Parallels between 1968 and 2020?

I want to bring to the attention of students of US politics a couple of excellent features out there that are well worth a watch. And don't just take my word for it as a teacher of the subject, they have been well received by students!

I've written on here before about whether this year's election is to take place against the most febrile and polarised backdrop in recent US history. Certainly there is argument to say that there isn't much in it, but that the partisanship evident inside the beltway is at a more extreme level than ever.

The two programmes I want to recommend should allow students to join the dots between two electoral cycles that are over 50 years apart.

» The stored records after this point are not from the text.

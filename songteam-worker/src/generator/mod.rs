/// Song generators
///
/// # Generators
///
/// - **http**: calls the external song engine
/// - **mock**: canned results for tests and local development

pub mod generator_trait;
pub mod http;
pub mod mock;

pub use generator_trait::{
    GeneratedSong, GenerationRequest, GeneratorError, GeneratorResult, SongGenerator,
    SONG_LENGTH_MS,
};
pub use http::HttpSongGenerator;
pub use mock::MockGenerator;
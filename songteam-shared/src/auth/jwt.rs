/// JWT access token validation
///
/// Sign-in is handled by an external identity provider that issues HS256
/// access tokens. This service never mints tokens in production; it only
/// checks the signature, expiry and audience, then trusts `sub` as the user
/// id. Token creation is kept for tests and local tooling.
///
/// # Expected claims
///
/// - `sub`: user id (UUID)
/// - `aud`: audience, `"authenticated"` by default
/// - `exp` / `iat`: Unix timestamps
/// - `email`: optional, used to prefill checkout
///
/// # Example
///
/// ```
/// use songteam_shared::auth::jwt::{create_token, validate_token, Claims, DEFAULT_AUDIENCE};
/// use uuid::Uuid;
///
/// # fn example() -> Result<(), Box<dyn std::error::Error>> {
/// let secret = "a-test-secret-that-is-at-least-32-bytes";
/// let user_id = Uuid::new_v4();
///
/// let token = create_token(&Claims::new(user_id, None, DEFAULT_AUDIENCE), secret)?;
/// let claims = validate_token(&token, secret, DEFAULT_AUDIENCE)?;
/// assert_eq!(claims.sub, user_id);
/// # Ok(())
/// # }
/// ```

use chrono::{Duration, Utc};
use jsonwebtoken::{decode, encode, errors::ErrorKind, Algorithm, DecodingKey, EncodingKey, Header, Validation};
use serde::{Deserialize, Serialize};
use uuid::Uuid;

/// Audience the identity provider stamps on signed-in users' tokens
pub const DEFAULT_AUDIENCE: &str = "authenticated";

/// Lifetime of tokens created by [`Claims::new`]
pub const DEFAULT_TOKEN_LIFETIME_HOURS: i64 = 1;

/// Error type for JWT operations
#[derive(Debug, thiserror::Error)]
pub enum JwtError {
    #[error("Failed to create token: {0}")]
    CreateError(String),

    #[error("Token has expired")]
    Expired,

    #[error("Invalid token audience")]
    InvalidAudience,

    #[error("Invalid token signature")]
    InvalidSignature,

    #[error("Invalid token: {0}")]
    Invalid(String),
}

/// Access token claims
#[derive(Debug, Clone, Serialize, Deserialize)]
pub struct Claims {
    /// User ID
    pub sub: Uuid,

    /// Audience
    pub aud: String,

    /// Issued at (Unix timestamp)
    pub iat: i64,

    /// Expiration (Unix timestamp)
    pub exp: i64,

    #[serde(default, skip_serializing_if = "Option::is_none")]
    pub email: Option<String>,

    /// Provider role, e.g. `"authenticated"`
    #[serde(default, skip_serializing_if = "Option::is_none")]
    pub role: Option<String>,
}

impl Claims {
    /// Claims expiring after [`DEFAULT_TOKEN_LIFETIME_HOURS`]
    pub fn new(user_id: Uuid, email: Option<String>, audience: &str) -> Self {
        Self::with_expiration(
            user_id,
            email,
            audience,
            Duration::hours(DEFAULT_TOKEN_LIFETIME_HOURS),
        )
    }

    /// Claims with a custom lifetime; a negative duration yields an expired token
    pub fn with_expiration(
        user_id: Uuid,
        email: Option<String>,
        audience: &str,
        expires_in: Duration,
    ) -> Self {
        let now = Utc::now();

        Self {
            sub: user_id,
            aud: audience.to_string(),
            iat: now.timestamp(),
            exp: (now + expires_in).timestamp(),
            email,
            role: Some("authenticated".to_string()),
        }
    }
}

/// Signs claims with HS256
pub fn create_token(claims: &Claims, secret: &str) -> Result<String, JwtError> {
    encode(
        &Header::new(Algorithm::HS256),
        claims,
        &EncodingKey::from_secret(secret.as_bytes()),
    )
    .map_err(|e| JwtError::CreateError(e.to_string()))
}

/// Verifies signature, expiry and audience
///
/// # Errors
///
/// - `JwtError::Expired` if `exp` has passed
/// - `JwtError::InvalidAudience` if `aud` doesn't match
/// - `JwtError::InvalidSignature` if signed with another secret
/// - `JwtError::Invalid` for anything else (malformed, wrong algorithm)
pub fn validate_token(token: &str, secret: &str, audience: &str) -> Result<Claims, JwtError> {
    let mut validation = Validation::new(Algorithm::HS256);
    validation.set_audience(&[audience]);
    validation.leeway = 0;

    decode::<Claims>(token, &DecodingKey::from_secret(secret.as_bytes()), &validation)
        .map(|data| data.claims)
        .map_err(|e| match e.kind() {
            ErrorKind::ExpiredSignature => JwtError::Expired,
            ErrorKind::InvalidAudience => JwtError::InvalidAudience,
            ErrorKind::InvalidSignature => JwtError::InvalidSignature,
            _ => JwtError::Invalid(e.to_string()),
        })
}

#[cfg(test)]
mod tests {
    use super::*;

    const SECRET: &str = "test-secret-key-at-least-32-bytes-long";

    #[test]
    fn test_create_and_validate() {
        let user_id = Uuid::new_v4();
        let claims = Claims::new(user_id, Some("a@example.com".to_string()), DEFAULT_AUDIENCE);
        let token = create_token(&claims, SECRET).unwrap();

        let validated = validate_token(&token, SECRET, DEFAULT_AUDIENCE).unwrap();
        assert_eq!(validated.sub, user_id);
        assert_eq!(validated.email.as_deref(), Some("a@example.com"));
        assert_eq!(validated.aud, DEFAULT_AUDIENCE);
    }

    #[test]
    fn test_wrong_secret() {
        let token = create_token(&Claims::new(Uuid::new_v4(), None, DEFAULT_AUDIENCE), SECRET).unwrap();
        let result = validate_token(&token, "another-secret-key-also-32-bytes-long", DEFAULT_AUDIENCE);
        assert!(matches!(result, Err(JwtError::InvalidSignature)));
    }

    #[test]
    fn test_expired_token() {
        let claims = Claims::with_expiration(
            Uuid::new_v4(),
            None,
            DEFAULT_AUDIENCE,
            Duration::seconds(-120),
        );
        let token = create_token(&claims, SECRET).unwrap();
        assert!(matches!(
            validate_token(&token, SECRET, DEFAULT_AUDIENCE),
            Err(JwtError::Expired)
        ));
    }

    #[test]
    fn test_wrong_audience() {
        let token = create_token(&Claims::new(Uuid::new_v4(), None, "anon"), SECRET).unwrap();
        assert!(matches!(
            validate_token(&token, SECRET, DEFAULT_AUDIENCE),
            Err(JwtError::InvalidAudience)
        ));
    }

    #[test]
    fn test_garbage_token() {
        assert!(matches!(
            validate_token("not.a.jwt", SECRET, DEFAULT_AUDIENCE),
            Err(JwtError::Invalid(_))
        ));
    }
}
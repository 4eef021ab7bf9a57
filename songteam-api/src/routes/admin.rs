/// Admin endpoints
///
/// ```text
/// POST /v1/admin/grant-credits
///
/// { "team_id": "uuid", "credits": 10, "notes": "Conference promo" }
/// ```
///
/// ```json
/// { "success": true, "message": "Successfully granted 10 credits to Platform", "new_balance": 13 }
/// ```
///
/// Only users listed in `admin_users` with `can_grant_credits` may call it.

use crate::{
    app::AppState,
    error::{ApiError, ApiResult},
};
use axum::{extract::State, Extension, Json};
use serde::{Deserialize, Serialize};
use songteam_shared::{
    auth::{authorization::require_credit_admin, middleware::AuthContext},
    ledger::{self, GrantRequest, LedgerError},
    models::{credit_transaction::TransactionType, team::Team},
};
use uuid::Uuid;

#[derive(Debug, Deserialize)]
pub struct GrantCreditsRequest {
    pub team_id: Uuid,
    pub credits: i32,
    pub notes: Option<String>,
}

#[derive(Debug, Serialize)]
pub struct GrantCreditsResponse {
    pub success: bool,
    pub message: String,
    pub new_balance: i32,
}

/// Grant credits to any team
///
/// # Errors
///
/// - `400 Bad Request`: `credits` is not positive
/// - `403 Forbidden`: Caller is not a credit admin
/// - `404 Not Found`: Unknown team
pub async fn grant_credits(
    State(state): State<AppState>,
    Extension(auth): Extension<AuthContext>,
    Json(req): Json<GrantCreditsRequest>,
) -> ApiResult<Json<GrantCreditsResponse>> {
    require_credit_admin(&state.db, auth.user_id).await?;

    if req.credits <= 0 {
        return Err(LedgerError::InvalidAmount(req.credits).into());
    }

    let notes = req
        .notes
        .map(|n| n.trim().to_string())
        .filter(|n| !n.is_empty())
        .unwrap_or_else(|| format!("Admin granted {} credits", req.credits));

    let mut tx = state.db.begin().await?;

    let outcome = ledger::grant_in(
        &mut tx,
        GrantRequest {
            team_id: req.team_id,
            amount: req.credits,
            transaction_type: TransactionType::AdminGranted,
            user_id: Some(auth.user_id),
            song_id: None,
            stripe_payment_id: None,
            notes: Some(notes),
        },
    )
    .await?;

    let team = Team::find_by_id(&mut *tx, req.team_id)
        .await?
        .ok_or_else(|| ApiError::NotFound("Team not found".to_string()))?;

    tx.commit().await?;

    tracing::info!(
        admin_id = %auth.user_id,
        team_id = %req.team_id,
        credits = req.credits,
        new_balance = outcome.balance(),
        "Admin granted credits"
    );

    Ok(Json(GrantCreditsResponse {
        success: true,
        message: format!("Successfully granted {} credits to {}", req.credits, team.name),
        new_balance: outcome.balance(),
    }))
}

The first is the Trump Show from the BBC. This is the blurb from the beeb website:

"Protests, political turmoil, pandemic - the inside story of the extraordinary Trump presidency. Friends and foes tell of his rise from TV star to leader of the free world."

A short trailer is here.

It's always worth mentioning that the programme is absolute gold dust for a study of the Trump administration when studying the topic of the US presidency. In particular the importance of the support provided by the Executive Office and the relative significance of the Cabinet.

Secondly, the "Trial of the Chicago 7", now available to watch on Netflix.

Here is the trailer from IMDb (which currently rates it at 8.0, by the way).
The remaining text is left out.